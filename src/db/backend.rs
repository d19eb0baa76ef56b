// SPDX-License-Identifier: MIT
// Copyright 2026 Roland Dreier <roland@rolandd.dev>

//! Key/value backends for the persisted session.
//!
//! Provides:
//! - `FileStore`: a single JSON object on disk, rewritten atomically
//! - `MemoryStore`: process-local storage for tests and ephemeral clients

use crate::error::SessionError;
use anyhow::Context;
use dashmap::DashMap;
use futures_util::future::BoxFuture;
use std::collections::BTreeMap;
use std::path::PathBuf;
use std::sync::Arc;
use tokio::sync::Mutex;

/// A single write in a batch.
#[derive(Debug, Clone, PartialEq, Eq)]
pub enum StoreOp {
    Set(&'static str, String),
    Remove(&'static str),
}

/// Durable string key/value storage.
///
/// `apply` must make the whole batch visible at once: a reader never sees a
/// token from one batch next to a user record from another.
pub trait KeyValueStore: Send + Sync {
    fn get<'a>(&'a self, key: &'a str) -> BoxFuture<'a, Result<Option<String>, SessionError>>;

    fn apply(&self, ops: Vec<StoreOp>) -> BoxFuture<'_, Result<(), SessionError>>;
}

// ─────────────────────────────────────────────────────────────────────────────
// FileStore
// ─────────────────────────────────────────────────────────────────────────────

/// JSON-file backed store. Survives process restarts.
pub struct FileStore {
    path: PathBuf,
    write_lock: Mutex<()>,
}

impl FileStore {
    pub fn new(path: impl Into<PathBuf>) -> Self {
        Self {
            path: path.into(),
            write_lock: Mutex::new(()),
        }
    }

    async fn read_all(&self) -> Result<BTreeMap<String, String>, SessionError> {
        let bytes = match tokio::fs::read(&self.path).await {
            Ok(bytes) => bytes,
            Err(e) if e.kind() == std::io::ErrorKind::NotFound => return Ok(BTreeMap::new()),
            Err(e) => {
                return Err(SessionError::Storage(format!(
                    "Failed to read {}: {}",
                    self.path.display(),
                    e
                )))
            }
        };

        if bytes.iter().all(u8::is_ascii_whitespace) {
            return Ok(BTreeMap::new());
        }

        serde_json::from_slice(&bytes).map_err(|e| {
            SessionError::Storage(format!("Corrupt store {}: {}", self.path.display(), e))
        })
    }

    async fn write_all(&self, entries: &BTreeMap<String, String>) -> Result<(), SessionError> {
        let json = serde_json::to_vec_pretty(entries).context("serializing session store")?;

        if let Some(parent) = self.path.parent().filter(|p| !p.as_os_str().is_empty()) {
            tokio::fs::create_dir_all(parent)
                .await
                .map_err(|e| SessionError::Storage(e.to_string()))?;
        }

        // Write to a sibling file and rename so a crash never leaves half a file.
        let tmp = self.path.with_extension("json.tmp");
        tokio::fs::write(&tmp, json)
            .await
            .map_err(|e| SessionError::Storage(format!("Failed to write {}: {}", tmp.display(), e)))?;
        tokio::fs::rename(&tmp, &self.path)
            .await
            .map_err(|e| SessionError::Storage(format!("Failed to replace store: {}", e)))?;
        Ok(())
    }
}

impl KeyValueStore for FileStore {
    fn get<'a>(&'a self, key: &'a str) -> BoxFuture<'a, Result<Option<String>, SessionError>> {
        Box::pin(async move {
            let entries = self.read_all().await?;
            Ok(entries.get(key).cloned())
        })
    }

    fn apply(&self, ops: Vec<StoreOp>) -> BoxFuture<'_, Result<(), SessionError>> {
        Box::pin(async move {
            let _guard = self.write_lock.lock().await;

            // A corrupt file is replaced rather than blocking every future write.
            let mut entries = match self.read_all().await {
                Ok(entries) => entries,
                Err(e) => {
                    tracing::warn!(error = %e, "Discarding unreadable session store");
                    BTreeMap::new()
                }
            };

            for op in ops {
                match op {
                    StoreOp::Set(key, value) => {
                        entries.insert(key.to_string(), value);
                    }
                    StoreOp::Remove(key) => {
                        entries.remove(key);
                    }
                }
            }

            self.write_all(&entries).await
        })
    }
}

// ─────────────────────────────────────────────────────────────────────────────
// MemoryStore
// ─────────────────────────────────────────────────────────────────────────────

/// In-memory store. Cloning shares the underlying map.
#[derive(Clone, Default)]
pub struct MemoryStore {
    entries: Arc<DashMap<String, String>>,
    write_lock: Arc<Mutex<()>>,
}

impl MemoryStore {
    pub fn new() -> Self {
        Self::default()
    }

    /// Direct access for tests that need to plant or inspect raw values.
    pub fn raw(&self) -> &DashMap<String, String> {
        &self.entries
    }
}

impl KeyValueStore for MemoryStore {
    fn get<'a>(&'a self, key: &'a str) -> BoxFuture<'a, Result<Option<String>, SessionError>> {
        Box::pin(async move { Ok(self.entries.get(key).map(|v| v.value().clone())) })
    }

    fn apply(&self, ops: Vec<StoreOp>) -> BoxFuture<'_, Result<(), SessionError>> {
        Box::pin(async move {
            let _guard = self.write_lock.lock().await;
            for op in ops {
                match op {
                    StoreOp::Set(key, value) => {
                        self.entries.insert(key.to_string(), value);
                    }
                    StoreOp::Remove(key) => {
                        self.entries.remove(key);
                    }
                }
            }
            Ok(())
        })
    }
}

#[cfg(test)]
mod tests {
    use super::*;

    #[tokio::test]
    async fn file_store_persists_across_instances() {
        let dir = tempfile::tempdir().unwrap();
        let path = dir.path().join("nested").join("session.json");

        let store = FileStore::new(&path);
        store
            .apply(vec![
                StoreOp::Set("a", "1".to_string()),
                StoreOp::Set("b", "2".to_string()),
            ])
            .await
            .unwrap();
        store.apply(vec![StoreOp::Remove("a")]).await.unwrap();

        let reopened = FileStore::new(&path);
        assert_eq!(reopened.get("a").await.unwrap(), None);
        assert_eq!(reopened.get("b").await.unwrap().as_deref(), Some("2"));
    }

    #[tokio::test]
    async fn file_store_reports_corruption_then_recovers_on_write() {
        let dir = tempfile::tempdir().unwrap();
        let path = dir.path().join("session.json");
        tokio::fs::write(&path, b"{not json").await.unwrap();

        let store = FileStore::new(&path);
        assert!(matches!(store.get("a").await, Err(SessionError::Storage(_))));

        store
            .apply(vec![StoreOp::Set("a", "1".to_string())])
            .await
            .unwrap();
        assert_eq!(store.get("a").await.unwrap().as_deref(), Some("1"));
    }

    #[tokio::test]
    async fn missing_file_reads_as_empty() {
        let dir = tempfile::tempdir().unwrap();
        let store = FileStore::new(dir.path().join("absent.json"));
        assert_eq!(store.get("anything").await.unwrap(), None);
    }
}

● DIRECTIONS FOR THIS TASK
Find each line in the records that includes the word "FileStore". Report the total and nothing more.

● WRITTEN ANSWER
9